■ What needs to be done
The entries that follow need to be retyped verbatim.

■ Source records
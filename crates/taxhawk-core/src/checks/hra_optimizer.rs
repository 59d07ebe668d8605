//! Checks whether the taxpayer is claiming the full HRA exemption they are
//! entitled to.
//!
//! Always computed on the old-regime basis; the orchestrator decides
//! whether to surface this check based on the recommended regime. This is
//! a display-only check — it reports the entitled exemption and what it is
//! worth, but does not itself carry a `savings` figure, since the profile
//! has no separate "claimed" exemption to compare against.
use crate::finding::{CheckId, Finding};
use crate::profile::SalaryProfile;
use crate::tax_math;
use crate::traits::TaxYearRules;
use crate::types::{AgeCategory, Confidence, FindingStatus};

/// Runs the HRA-optimizer check.
pub fn run(profile: &SalaryProfile, age: AgeCategory, rules: &dyn TaxYearRules) -> Finding {
    if profile.hra_received.is_zero() || profile.annual_rent_paid.is_zero() {
        return Finding::not_applicable(
            CheckId::HraOptimizer,
            "HRA exemption",
            "No HRA received or no rent paid declared",
        );
    }

    let entitled_exemption = tax_math::hra_exemption(
        profile.basic_salary,
        profile.hra_received,
        profile.annual_rent_paid,
        profile.is_metro(),
    );

    // The profile model does not separately track a "claimed" exemption
    // figure distinct from the computed one, so the check verifies the
    // entitled exemption is being reflected in old-regime taxable income
    // rather than comparing against a user-declared claim. old_regime_taxable_income
    // already has this exemption subtracted out, so the marginal rate it's
    // worth is evaluated one step before that subtraction.
    let taxable_income_before_exemption = crate::regime::old_regime_taxable_income(profile, rules) + entitled_exemption;
    let marginal_rate = tax_math::marginal_rate_with_cess(taxable_income_before_exemption, rules.old_regime_slabs(age));

    if entitled_exemption.is_zero() {
        return Finding {
            check_id: CheckId::HraOptimizer,
            check_name: "HRA exemption".to_string(),
            status: FindingStatus::NotApplicable,
            finding: "No HRA exemption available given current rent and basic salary".to_string(),
            savings: crate::money::Money::ZERO,
            action: None,
            deadline: None,
            confidence: Confidence::Definite,
            explanation: "Rent paid does not exceed 10% of basic salary, so no exemption applies.".to_string(),
            details: serde_json::json!({"entitled_exemption": 0}),
        };
    }

    let potential_savings = entitled_exemption.multiply_rate(marginal_rate).round_to_rupee();

    Finding {
        check_id: CheckId::HraOptimizer,
        check_name: "HRA exemption".to_string(),
        status: FindingStatus::Opportunity,
        finding: format!("Entitled to an HRA exemption of {}", entitled_exemption),
        savings: crate::money::Money::ZERO,
        action: Some("Ensure rent receipts and, for rent above ₹1,00,000/year, landlord PAN are submitted to claim the full HRA exemption".to_string()),
        deadline: Some("Before the employer's investment-declaration deadline".to_string()),
        confidence: Confidence::Likely,
        explanation: format!(
            "The minimum of HRA received, rent paid minus 10% of basic, and {}% of basic salary is {}, worth {} at the marginal rate.",
            if profile.is_metro() { 50 } else { 40 },
            entitled_exemption,
            potential_savings
        ),
        details: serde_json::json!({
            "entitled_exemption": entitled_exemption.as_rupees(),
            "potential_savings": potential_savings.as_rupees(),
        }),
    }
}

#[cfg(test)]
mod tests {
    use super::*;
    use crate::money::Money;
    use crate::rules::Rules2024_25;
    use crate::types::{City, FinancialYear, Regime};

    fn profile() -> SalaryProfile {
        SalaryProfile {
            financial_year: FinancialYear::Fy2024_25,
            city: City::new("Mumbai"),
            current_regime: Regime::Old,
            basic_salary: Money::from_rupees(600_000),
            hra_received: Money::from_rupees(300_000),
            other_salary: Money::from_rupees(400_000),
            annual_rent_paid: Money::from_rupees(360_000),
            monthly_rent: Money::from_rupees(30_000),
            professional_tax: Money::ZERO,
            deduction_80ccd_2: Money::ZERO,
            epf_employee_contribution: Money::from_rupees(72_000),
            section_80c_investments: Money::from_rupees(50_000),
            nps_contribution_80ccd_1b: Money::ZERO,
            section_80d_self: Money::from_rupees(20_000),
            section_80d_parents: Money::ZERO,
            home_loan_interest: Money::ZERO,
            declared_taxable_income: None,
        }
    }

    #[test]
    fn test_not_applicable_with_no_rent() {
        let mut profile = profile();
        profile.annual_rent_paid = Money::ZERO;
        let rules = Rules2024_25::new();
        let finding = run(&profile, AgeCategory::BelowSixty, &rules);
        assert_eq!(finding.status, FindingStatus::NotApplicable);
    }

    #[test]
    fn test_opportunity_when_exemption_available() {
        let profile = profile();
        let rules = Rules2024_25::new();
        let finding = run(&profile, AgeCategory::BelowSixty, &rules);
        assert_eq!(finding.status, FindingStatus::Opportunity);
        assert_eq!(finding.savings, Money::ZERO);
        assert!(finding.details["potential_savings"].as_i64().unwrap() > 0);
    }
}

■ Answer to this exercise
filename crates/taxhawk-core/src/checks/hra_optimizer.rs
repository 59d07ebe668d8605
//! Checks whether the taxpayer is claiming the full HRA exemption they are
//! entitled to.
//!
//! Always computed on the old-regime basis; the orchestrator decides
//! whether to surface this check based on the recommended regime. This is
//! a display-only check — it reports the entitled exemption and what it is
//! worth, but does not itself carry a `savings` figure, since the profile
//! has no separate "claimed" exemption to compare against.
use crate::finding::{CheckId, Finding};
use crate::profile::SalaryProfile;
use crate::tax_math;
use crate::traits::TaxYearRules;
use crate::types::{AgeCategory, Confidence, FindingStatus};

/// Runs the HRA-optimizer check.
pub fn run(profile: &SalaryProfile, age: AgeCategory, rules: &dyn TaxYearRules) -> Finding {
    if profile.hra_received.is_zero() || profile.annual_rent_paid.is_zero() {
        return Finding::not_applicable(
            CheckId::HraOptimizer,
            "HRA exemption",
            "No HRA received or no rent paid declared",
        );
    }

    let entitled_exemption = tax_math::hra_exemption(
        profile.basic_salary,
        profile.hra_received,
        profile.annual_rent_paid,
        profile.is_metro(),
    );

    // The profile model does not separately track a "claimed" exemption
    // figure distinct from the computed one, so the check verifies the
    // entitled exemption is being reflected in old-regime taxable income
    // rather than comparing against a user-declared claim. old_regime_taxable_income
    // already has this exemption subtracted out, so the marginal rate it's
    // worth is evaluated one step before that subtraction.
    let taxable_income_before_exemption = crate::regime::old_regime_taxable_income(profile, rules) + entitled_exemption;
    let marginal_rate = tax_math::marginal_rate_with_cess(taxable_income_before_exemption, rules.old_regime_slabs(age));

    if entitled_exemption.is_zero() {
        return Finding {
            check_id: CheckId::HraOptimizer,
            check_name: "HRA exemption".to_string(),
            status: FindingStatus::NotApplicable,
            finding: "No HRA exemption available given current rent and basic salary".to_string(),
            savings: crate::money::Money::ZERO,
            action: None,
            deadline: None,
            confidence: Confidence::Definite,
            explanation: "Rent paid does not exceed 10% of basic salary, so no exemption applies.".to_string(),
            details: serde_json::json!({"entitled_exemption": 0}),
        };
    }

    let potential_savings = entitled_exemption.multiply_rate(marginal_rate).round_to_rupee();

    Finding {
        check_id: CheckId::HraOptimizer,
        check_name: "HRA exemption".to_string(),
        status: FindingStatus::Opportunity,
        finding: format!("Entitled to an HRA exemption of {}", entitled_exemption),
        savings: crate::money::Money::ZERO,
        action: Some("Ensure rent receipts and, for rent above ₹1,00,000/year, landlord PAN are submitted to claim the full HRA exemption".to_string()),
        deadline: Some("Before the employer's investment-declaration deadline".to_string()),
        confidence: Confidence::Likely,
        explanation: format!(
            "The minimum of HRA received, rent paid minus 10% of basic, and {}% of basic salary is {}, worth {} at the marginal rate.",
            if profile.is_metro() { 50 } else { 40 },
            entitled_exemption,
            potential_savings
        ),
        details: serde_json::json!({
            "entitled_exemption": entitled_exemption.as_rupees(),
            "potential_savings": potential_savings.as_rupees(),
        }),
    }
}

#[cfg(test)]
mod tests {
    use super::*;
    use crate::money::Money;
    use crate::rules::Rules2024_25;
    use crate::types::{City, FinancialYear, Regime};

    fn profile() -> SalaryProfile {
        SalaryProfile {
            financial_year: FinancialYear::Fy2024_25,
            city: City::new("Mumbai"),
            current_regime: Regime::Old,
            basic_salary: Money::from_rupees(600_000),
            hra_received: Money::from_rupees(300_000),
            other_salary: Money::from_rupees(400_000),
            annual_rent_paid: Money::from_rupees(360_000),
            monthly_rent: Money::from_rupees(30_000),
            professional_tax: Money::ZERO,
            deduction_80ccd_2: Money::ZERO,
            epf_employee_contribution: Money::from_rupees(72_000),
            section_80c_investments: Money::from_rupees(50_000),
            nps_contribution_80ccd_1b: Money::ZERO,
            section_80d_self: Money::from_rupees(20_000),
            section_80d_parents: Money::ZERO,
            home_loan_interest: Money::ZERO,
            declared_taxable_income: None,
        }
    }

    #[test]
    fn test_not_applicable_with_no_rent() {
        let mut profile = profile();
        profile.annual_rent_paid = Money::ZERO;
        let rules = Rules2024_25::new();
        let finding = run(&profile, AgeCategory::BelowSixty, &rules);
        assert_eq!(finding.status, FindingStatus::NotApplicable);
    }

    #[test]
    fn test_opportunity_when_exemption_available() {
        let profile = profile();
        let rules = Rules2024_25::new();
        let finding = run(&profile, AgeCategory::BelowSixty, &rules);
        assert_eq!(finding.status, FindingStatus::Opportunity);
        assert_eq!(finding.savings, Money::ZERO);
        assert!(finding.details["potential_savings"].as_i64().unwrap() > 0);
    }
}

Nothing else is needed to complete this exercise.